▶
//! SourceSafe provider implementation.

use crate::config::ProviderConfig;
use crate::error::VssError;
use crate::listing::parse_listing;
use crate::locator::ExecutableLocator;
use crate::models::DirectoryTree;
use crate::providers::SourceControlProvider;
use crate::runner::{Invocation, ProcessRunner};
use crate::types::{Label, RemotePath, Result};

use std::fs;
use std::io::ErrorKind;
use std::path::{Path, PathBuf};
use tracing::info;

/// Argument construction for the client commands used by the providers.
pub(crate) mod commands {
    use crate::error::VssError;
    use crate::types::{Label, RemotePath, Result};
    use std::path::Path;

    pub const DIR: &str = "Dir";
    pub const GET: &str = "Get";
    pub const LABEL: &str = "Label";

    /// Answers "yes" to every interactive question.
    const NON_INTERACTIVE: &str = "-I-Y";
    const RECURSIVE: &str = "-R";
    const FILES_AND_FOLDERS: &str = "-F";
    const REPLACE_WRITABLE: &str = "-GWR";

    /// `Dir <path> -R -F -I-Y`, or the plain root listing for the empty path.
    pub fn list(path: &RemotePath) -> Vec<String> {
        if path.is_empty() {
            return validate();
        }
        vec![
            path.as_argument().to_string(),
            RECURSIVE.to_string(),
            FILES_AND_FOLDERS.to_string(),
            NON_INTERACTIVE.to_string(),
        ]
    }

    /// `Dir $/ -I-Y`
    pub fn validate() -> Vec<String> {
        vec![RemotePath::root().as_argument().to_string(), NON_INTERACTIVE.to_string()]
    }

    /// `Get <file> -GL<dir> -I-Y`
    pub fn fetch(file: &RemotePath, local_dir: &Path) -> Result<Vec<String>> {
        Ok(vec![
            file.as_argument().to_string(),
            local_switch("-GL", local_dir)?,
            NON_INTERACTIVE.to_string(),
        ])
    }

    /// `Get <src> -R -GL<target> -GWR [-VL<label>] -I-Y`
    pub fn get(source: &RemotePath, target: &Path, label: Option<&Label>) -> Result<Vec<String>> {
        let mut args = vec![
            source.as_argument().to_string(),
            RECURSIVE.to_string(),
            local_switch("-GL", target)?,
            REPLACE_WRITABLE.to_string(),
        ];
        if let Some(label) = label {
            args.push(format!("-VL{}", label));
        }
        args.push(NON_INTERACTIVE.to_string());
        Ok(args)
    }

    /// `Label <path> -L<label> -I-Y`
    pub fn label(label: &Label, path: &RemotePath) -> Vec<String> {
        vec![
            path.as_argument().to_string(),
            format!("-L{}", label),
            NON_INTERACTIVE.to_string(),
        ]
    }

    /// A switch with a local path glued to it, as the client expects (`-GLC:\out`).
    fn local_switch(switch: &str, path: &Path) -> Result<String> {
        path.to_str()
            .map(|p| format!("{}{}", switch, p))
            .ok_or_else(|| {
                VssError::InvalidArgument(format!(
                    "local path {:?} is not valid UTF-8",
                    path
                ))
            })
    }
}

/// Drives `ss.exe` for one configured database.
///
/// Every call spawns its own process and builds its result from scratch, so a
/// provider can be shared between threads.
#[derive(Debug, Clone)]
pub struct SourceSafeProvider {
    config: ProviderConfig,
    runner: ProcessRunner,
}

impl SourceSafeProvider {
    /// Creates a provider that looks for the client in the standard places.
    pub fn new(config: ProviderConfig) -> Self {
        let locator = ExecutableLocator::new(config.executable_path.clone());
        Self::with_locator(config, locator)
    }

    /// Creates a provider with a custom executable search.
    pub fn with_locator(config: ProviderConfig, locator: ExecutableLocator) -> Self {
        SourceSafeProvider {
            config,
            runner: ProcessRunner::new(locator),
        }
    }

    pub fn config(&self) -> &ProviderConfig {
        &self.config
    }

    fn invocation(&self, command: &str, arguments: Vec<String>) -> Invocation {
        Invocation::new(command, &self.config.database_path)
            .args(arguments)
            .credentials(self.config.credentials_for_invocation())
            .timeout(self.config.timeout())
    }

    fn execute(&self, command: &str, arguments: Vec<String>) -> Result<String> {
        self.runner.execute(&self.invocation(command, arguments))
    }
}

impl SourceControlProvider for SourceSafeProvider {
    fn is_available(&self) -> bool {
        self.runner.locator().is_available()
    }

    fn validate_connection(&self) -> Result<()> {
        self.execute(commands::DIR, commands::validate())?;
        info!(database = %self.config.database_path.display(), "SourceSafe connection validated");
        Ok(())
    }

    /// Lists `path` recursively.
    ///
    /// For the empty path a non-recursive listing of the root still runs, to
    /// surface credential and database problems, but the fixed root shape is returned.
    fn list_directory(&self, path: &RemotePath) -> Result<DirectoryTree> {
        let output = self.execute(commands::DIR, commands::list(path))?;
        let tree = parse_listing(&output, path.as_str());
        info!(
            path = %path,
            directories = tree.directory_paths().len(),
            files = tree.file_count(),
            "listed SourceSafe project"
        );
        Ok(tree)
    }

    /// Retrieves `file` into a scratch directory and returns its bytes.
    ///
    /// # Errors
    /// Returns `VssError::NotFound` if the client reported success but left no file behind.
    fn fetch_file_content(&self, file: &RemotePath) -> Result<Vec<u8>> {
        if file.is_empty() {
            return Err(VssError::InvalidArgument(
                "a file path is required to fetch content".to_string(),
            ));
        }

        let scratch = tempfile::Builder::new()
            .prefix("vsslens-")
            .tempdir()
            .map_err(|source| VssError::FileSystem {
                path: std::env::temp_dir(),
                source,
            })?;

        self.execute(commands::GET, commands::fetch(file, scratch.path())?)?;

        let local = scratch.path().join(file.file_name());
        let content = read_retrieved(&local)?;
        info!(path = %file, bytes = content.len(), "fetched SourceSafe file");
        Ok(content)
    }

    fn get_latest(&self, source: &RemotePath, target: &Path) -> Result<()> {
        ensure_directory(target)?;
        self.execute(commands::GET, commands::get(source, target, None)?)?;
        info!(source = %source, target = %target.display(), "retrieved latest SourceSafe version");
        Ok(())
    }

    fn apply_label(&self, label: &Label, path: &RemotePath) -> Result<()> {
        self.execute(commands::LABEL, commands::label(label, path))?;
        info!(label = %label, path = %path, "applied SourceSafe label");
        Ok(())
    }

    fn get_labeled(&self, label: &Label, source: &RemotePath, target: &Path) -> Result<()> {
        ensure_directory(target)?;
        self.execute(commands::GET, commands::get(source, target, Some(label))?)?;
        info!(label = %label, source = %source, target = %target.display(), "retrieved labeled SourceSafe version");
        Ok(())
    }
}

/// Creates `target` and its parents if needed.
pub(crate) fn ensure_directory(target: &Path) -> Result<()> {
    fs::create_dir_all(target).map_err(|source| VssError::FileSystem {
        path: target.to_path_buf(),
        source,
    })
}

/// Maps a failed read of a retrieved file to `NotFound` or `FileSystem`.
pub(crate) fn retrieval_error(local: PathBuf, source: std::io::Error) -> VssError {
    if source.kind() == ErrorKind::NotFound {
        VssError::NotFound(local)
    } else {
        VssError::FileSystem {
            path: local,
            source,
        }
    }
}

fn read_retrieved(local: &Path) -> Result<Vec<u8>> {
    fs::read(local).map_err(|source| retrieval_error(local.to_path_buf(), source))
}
◀
__Try it__:
Copy each line of the data that contains the word "ErrorKind".

__Task output__:
use std::io::ErrorKind;
    if source.kind() == ErrorKind::NotFound {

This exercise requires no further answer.